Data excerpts
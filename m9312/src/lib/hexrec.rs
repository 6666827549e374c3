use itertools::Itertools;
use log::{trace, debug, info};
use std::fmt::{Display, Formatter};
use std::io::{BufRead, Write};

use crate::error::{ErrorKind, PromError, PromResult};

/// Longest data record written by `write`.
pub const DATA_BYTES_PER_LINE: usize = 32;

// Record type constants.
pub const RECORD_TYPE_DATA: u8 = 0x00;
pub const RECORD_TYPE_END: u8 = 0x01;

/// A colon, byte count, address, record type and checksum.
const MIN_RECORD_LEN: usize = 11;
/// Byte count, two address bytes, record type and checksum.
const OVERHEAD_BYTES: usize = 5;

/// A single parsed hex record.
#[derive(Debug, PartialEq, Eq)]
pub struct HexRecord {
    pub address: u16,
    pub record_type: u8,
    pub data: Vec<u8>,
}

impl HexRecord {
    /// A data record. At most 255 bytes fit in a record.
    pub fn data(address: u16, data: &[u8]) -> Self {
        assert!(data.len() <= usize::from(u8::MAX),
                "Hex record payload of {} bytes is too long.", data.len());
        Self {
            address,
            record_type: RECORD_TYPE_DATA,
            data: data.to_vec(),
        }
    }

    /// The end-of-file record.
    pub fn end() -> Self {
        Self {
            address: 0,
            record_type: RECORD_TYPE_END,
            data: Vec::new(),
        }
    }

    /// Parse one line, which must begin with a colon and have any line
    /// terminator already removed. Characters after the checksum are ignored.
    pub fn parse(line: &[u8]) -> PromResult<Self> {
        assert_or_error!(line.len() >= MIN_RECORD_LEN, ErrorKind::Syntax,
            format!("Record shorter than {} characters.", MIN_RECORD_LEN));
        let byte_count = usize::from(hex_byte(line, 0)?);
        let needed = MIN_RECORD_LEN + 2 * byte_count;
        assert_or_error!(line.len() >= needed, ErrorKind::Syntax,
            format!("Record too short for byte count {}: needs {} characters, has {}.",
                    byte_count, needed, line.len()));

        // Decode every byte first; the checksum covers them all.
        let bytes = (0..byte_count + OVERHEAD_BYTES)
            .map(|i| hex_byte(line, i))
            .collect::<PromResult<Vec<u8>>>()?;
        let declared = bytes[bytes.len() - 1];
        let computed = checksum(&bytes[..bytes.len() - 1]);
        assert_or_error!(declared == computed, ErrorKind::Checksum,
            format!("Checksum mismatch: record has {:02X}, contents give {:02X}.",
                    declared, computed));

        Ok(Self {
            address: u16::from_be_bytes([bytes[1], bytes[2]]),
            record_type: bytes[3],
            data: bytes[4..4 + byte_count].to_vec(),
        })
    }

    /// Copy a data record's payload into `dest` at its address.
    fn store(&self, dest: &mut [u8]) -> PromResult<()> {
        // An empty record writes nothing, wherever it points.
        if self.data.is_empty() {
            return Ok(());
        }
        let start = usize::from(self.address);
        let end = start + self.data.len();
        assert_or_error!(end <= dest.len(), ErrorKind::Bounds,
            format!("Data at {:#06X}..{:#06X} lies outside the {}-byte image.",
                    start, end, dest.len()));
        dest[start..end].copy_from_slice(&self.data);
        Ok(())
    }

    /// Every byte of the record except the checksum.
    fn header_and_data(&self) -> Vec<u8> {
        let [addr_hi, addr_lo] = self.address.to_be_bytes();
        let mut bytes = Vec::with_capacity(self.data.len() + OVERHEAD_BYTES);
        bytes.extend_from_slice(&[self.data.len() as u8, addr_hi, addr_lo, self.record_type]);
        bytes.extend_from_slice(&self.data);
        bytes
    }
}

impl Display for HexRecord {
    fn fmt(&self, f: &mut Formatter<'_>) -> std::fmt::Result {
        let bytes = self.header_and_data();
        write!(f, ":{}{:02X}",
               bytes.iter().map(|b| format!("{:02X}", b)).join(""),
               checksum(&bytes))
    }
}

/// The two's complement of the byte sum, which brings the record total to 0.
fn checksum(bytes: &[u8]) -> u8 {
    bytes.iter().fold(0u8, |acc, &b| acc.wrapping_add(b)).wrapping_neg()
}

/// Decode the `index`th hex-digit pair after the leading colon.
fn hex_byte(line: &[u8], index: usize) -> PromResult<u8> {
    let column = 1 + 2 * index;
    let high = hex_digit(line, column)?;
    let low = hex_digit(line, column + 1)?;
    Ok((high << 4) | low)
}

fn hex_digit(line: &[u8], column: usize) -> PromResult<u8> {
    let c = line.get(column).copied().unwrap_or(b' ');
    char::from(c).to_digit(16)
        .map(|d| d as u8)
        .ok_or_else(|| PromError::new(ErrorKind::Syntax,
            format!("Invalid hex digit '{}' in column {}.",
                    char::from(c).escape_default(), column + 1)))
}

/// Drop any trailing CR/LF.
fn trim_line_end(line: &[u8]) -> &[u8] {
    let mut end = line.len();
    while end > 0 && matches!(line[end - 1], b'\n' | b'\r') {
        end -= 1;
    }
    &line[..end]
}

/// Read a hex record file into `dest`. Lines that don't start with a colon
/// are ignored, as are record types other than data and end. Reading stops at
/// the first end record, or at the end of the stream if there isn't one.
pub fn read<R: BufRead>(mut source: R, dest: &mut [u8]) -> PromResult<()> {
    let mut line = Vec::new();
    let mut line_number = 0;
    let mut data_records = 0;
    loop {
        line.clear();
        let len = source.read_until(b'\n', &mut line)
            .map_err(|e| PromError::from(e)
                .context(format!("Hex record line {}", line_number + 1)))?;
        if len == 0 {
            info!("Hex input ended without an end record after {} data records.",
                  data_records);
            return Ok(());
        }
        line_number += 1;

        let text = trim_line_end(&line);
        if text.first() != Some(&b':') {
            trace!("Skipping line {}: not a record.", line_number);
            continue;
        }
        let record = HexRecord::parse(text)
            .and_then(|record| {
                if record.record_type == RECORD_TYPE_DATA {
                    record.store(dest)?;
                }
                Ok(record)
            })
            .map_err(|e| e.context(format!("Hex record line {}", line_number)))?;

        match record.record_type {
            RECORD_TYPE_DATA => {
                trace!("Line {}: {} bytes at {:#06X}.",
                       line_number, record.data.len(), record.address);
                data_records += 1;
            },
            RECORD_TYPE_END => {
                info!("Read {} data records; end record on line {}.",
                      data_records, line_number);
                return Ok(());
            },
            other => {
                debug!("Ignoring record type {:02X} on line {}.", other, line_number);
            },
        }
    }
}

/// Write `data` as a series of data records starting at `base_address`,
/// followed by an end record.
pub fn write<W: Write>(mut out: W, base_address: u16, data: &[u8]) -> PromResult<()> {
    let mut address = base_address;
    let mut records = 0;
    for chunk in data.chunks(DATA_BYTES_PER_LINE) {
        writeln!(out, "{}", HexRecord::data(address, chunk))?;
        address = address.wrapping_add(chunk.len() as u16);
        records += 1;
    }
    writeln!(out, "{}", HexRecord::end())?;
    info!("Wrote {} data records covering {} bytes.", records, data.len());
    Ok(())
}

**Task to carry out**: Pull every line with "into" from the records.

**Output for this exercise**:
    /// Copy a data record's payload into `dest` at its address.
/// Read a hex record file into `dest`. Lines that don't start with a colon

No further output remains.